With respect to sexual function, we were unable to deduce much from our data due to small number of sexually active women in the postoperative setting, but we are concerned that this may be compromised and further research is necessary to address this issue.

In our study, 1 in 3 women required repeat procedures. Most interestingly, they were confined almost exclusively to the sling-related group with either recurrent SUI (3) or voiding dysfunction (2). From an anatomical perspective, this seems plausible, as the reconstruction often require extensive urethral dissection to remove the synthetic material before closing the fistula, and this dissection places both the intrinsic and extrinsic striated sphincters at risk of damage. More recently, there is data suggesting women who underwent repeat MUS for recurrent SUI have worsened urethral function alluding to the same underlying pathophysiological mechanism of sphincter compromise in these women. Stav et al. [18] reported a higher incidence of urodynamically confirmed intrinsic sphincter deficiency (ISD) in the repeat synthetic sling patient cohort (77 patients) compared to those who had primary slings (1035 patients) (31 vs. 13 %, p < 0.001) with mean follow-up duration of 50 months (range 12–114).

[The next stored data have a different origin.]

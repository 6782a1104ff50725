//! Iterative forward/adjust chains.
//!
//! The chain length comes from config, so it is described as data and the
//! caller turns each stage into an ordinary step whose only producer is the
//! stage before it.

#[derive(Debug, Clone, Copy, PartialEq, Eq)]
pub enum StageKind {
    /// Short forward run from the current initial state.
    Forward,
    /// Rebalance the initial state from the preceding forward run.
    Adjust,
}

#[derive(Debug, Clone, PartialEq, Eq)]
pub struct Stage {
    pub kind: StageKind,
    pub iteration: usize,
    pub name: String,
}

/// `ssh_forward_0`, `ssh_adjust_0`, `ssh_forward_1`, ... for `iterations`
/// rounds.
pub fn ssh_adjustment_chain(iterations: usize) -> Vec<Stage> {
    let mut stages = Vec::with_capacity(2 * iterations);
    for iteration in 0..iterations {
        stages.push(Stage {
            kind: StageKind::Forward,
            iteration,
            name: format!("ssh_forward_{iteration}"),
        });
        stages.push(Stage {
            kind: StageKind::Adjust,
            iteration,
            name: format!("ssh_adjust_{iteration}"),
        });
    }
    stages
}

#[cfg(test)]
mod tests {
    use super::*;

    #[test]
    fn stages_alternate_forward_and_adjust() {
        let stages = ssh_adjustment_chain(2);
        let names: Vec<&str> = stages.iter().map(|stage| stage.name.as_str()).collect();
        assert_eq!(
            names,
            ["ssh_forward_0", "ssh_adjust_0", "ssh_forward_1", "ssh_adjust_1"]
        );
        assert_eq!(stages[3].kind, StageKind::Adjust);
        assert_eq!(stages[3].iteration, 1);
    }

    #[test]
    fn zero_iterations_is_an_empty_chain() {
        assert!(ssh_adjustment_chain(0).is_empty());
    }
}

As with any retrospective data set, there are inherent biases including the lack of preoperative symptom questionnaire or knowledge on baseline voiding dysfunction in these women referred to our center from outside institutions. Furthermore, there was no comparable published study using validated tools to study functional outcomes after UVF repair. Finally, while we were able to document anatomical closure in all patients with postoperative VCUG, we were not able to report on all functional outcomes. Lost to follow-up from long-distance referral, lack of insurance coverage or relocation meant that we had a questionnaire responder rate of >60 %, which was quite acceptable but not complete. Despite these few limitations, our long-term results in this unique study argue for durable results and acceptable functional outcomes after a successful UVF repair, with some concerns nonetheless for sling-related UVF. Given the lack of outcome measures in general for UVF patients in current literature, we believe our case series do offer reconstructive surgeons the surgical approach coupled with validated outcomes that can be utilized as reference for counseling of patients with regard to surgical success.

Conclusion

This large series of non-radiated UVF indicates a satisfactory outcome in UVF closure repair. At long-term 4- to 5-year follow-up, differences in lower urinary tract outcomes for continence and voiding domains were noted more in the synthetic sling-related UVF group. Sexual function could not be fully explored as sexual activity among responders was low.